Unlike in many countries, the well-being of young people has featured prominently in Malawi’s legislative history.
Despite some institutional flaws, the country set aside a standalone department devoted to youth affairs, the National Youth Council and a youth parliament.
Young people constitute the majority of the country’s population, but they lack basic opportunities to develop to their full potential and become the engine for national development.
This year marks almost three decades since the adoption of the first National Youth Policy in 1996.
The policy was revised in 2013, with a requirement to be reviewed every five years.
As such, saying it is outdated and non-operational is stating the obvious as it has not been updated for the past nine years.
Why is this problematic for youth development?Helen Suzman Foundation reminds us that “while national youth policies and institutional structures are only one part of an integrated youth development strategy, they ultimately provide a framework for a country to make available resources, support and services that will allow young people to fulfil their potential and contribute to the social, cultural, political and economic growth of the country.
According to the non-partisan think-tank that promotes liberal democratic values and human rights, the failure to implement and review these policies has both short and long-term consequences for any country.
Having an updated policy provides a foundation and mechanisms for youth participation in socio-economic development while acknowledging that youthful Malawians are protagonists of their own development, not passive recipients of State support.
Youthfulness is a process ‘of becoming’, a transition period.
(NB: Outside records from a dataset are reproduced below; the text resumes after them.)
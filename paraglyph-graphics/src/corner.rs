//! Corner smoothing.
//!
//! Replaces a sharp line-line join with a quadratic fillet: the two edges
//! meeting at the corner are shortened by the radius along their own
//! directions, and the corner itself becomes the control point.

use kurbo::{Point, Vec2};

use crate::math::normalize_vector;
use crate::types::Scalar;

/// A quadratic fillet replacing a sharp corner.
///
/// Draw `start → (control = corner) → end` as a quadratic segment.
#[derive(Debug, Clone, Copy, PartialEq)]
pub struct CornerFillet {
    pub start: Point,
    pub control: Point,
    pub end: Point,
}

/// Round the corner at `corner` between the edges toward `p0` and `p2`.
///
/// The fillet's start lies `radius` along the edge toward `p0`, its end
/// `radius` along the edge toward `p2`. A zero-length edge collapses its
/// endpoint onto the corner, yielding a degenerate-but-valid fillet.
#[must_use]
pub fn smooth_corner(p0: Point, corner: Point, p2: Point, radius: Scalar) -> CornerFillet {
    let v1 = normalize_vector(Vec2::new(p0.x - corner.x, p0.y - corner.y));
    let v2 = normalize_vector(Vec2::new(p2.x - corner.x, p2.y - corner.y));

    CornerFillet {
        start: corner + v1 * radius,
        control: corner,
        end: corner + v2 * radius,
    }
}

// ---------------------------------------------------------------------------
// Tests
// ---------------------------------------------------------------------------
As such, time matters and taking stock of progress in the youth development is critical.
Malawi, like most African countries, can massively benefit from the demographic dividend which is time-bound.
As a result, the country must act quickly to benefit from investing in its youthful majority to become movers and shakers of the nation.
But there is an urgent need to set clear frameworks for youth development nationwide.
The country’s current demographic profile is a time-limited opportunity for human capital development.
The extent to which the country and the continent can take advantage of the demographic dividend depends on the policies they prioritise to improve the capabilities and chances of their youthful population.
Malawi signed the 2013 Addis Ababa Declaration on Population and Development in Africa Beyond 2014, themed ‘Harnessing the Demographic Dividend: The Future We Want for Africa’.
Therefore, it is expected to invest in unleashing the full potential of the youth to boost national development.
Although youth development is a key priority in Malawi 2063, the country has failed to review the youth policy for over three years.
This clearly indicates that current policies and programmes to address important quality-of-life issues for the youth remain a substantial barrier to their full development and national development.
Policies in Malawi signal priority areas for State intervention and national development. Like most government policy platforms, they largely serve as a political symbol of what is worth achieving than concrete, funded planning mandates for how to get there.
The failure of government’s departments and youth institutions to deliver their mandates on youth policy is a lost opportunity and represents a failure to fully comprehend the role that youth play in society.
The delayed review and evaluation of policy is a major obstacle that does not only hinder the correction or reformulation of youth interventions, but also perpetuates current errors in addressing youth issues.
A review would help restore young people’s trust in public policy and youth institutions.
Malawi has an opportunity to re-imagine youth development policies to harness the demographic dividend.
A more participative, integrated approach and well-resourced policy will contribute to national development.
A national youth policy is a practical demonstration that youth are a priority in the country and that their development imperatives should not be stifled.